• _Problem description_:
Note each line of the entries that includes "PointCloud". Then copy those lines.

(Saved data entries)
>>>>

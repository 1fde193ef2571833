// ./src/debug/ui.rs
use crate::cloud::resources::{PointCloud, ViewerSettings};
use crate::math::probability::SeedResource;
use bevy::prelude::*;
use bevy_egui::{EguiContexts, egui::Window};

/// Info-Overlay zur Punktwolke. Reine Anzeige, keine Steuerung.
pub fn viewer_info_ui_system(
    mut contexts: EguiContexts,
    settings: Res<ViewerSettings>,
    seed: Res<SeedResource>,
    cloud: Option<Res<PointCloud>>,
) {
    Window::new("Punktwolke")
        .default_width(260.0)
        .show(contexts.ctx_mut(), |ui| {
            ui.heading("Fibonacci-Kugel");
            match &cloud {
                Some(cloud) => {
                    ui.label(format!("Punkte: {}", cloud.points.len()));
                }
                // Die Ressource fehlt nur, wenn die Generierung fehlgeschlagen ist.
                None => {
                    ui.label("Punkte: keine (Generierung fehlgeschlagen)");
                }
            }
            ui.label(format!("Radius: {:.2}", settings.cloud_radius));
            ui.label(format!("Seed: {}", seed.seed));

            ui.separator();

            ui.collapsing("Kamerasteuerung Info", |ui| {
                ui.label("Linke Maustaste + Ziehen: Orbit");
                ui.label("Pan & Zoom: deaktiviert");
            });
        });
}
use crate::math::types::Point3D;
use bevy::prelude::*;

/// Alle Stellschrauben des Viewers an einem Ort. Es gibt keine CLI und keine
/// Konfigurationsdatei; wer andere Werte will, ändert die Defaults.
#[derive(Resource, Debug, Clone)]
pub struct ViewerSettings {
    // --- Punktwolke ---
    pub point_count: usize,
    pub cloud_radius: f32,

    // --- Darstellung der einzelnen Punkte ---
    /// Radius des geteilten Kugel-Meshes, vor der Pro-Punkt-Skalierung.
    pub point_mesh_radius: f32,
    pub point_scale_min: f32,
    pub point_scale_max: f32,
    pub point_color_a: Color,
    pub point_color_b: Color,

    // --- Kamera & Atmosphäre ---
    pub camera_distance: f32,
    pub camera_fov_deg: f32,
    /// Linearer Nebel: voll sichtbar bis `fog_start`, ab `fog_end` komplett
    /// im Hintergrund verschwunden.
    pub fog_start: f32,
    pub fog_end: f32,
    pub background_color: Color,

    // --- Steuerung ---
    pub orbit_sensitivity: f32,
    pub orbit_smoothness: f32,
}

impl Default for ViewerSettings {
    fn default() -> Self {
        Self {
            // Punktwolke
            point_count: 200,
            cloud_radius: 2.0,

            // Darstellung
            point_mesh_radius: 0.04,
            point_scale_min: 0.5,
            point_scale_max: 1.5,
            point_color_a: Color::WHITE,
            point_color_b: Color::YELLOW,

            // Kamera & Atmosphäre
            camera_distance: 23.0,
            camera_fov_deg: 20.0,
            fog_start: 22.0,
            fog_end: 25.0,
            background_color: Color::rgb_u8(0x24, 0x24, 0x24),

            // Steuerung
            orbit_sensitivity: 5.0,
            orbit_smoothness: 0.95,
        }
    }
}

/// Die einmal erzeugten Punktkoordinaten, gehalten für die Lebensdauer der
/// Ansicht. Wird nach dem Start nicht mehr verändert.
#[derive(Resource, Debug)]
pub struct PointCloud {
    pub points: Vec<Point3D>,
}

<<<<

• _Response_:
use crate::cloud::resources::{PointCloud, ViewerSettings};
    cloud: Option<Res<PointCloud>>,
pub struct PointCloud {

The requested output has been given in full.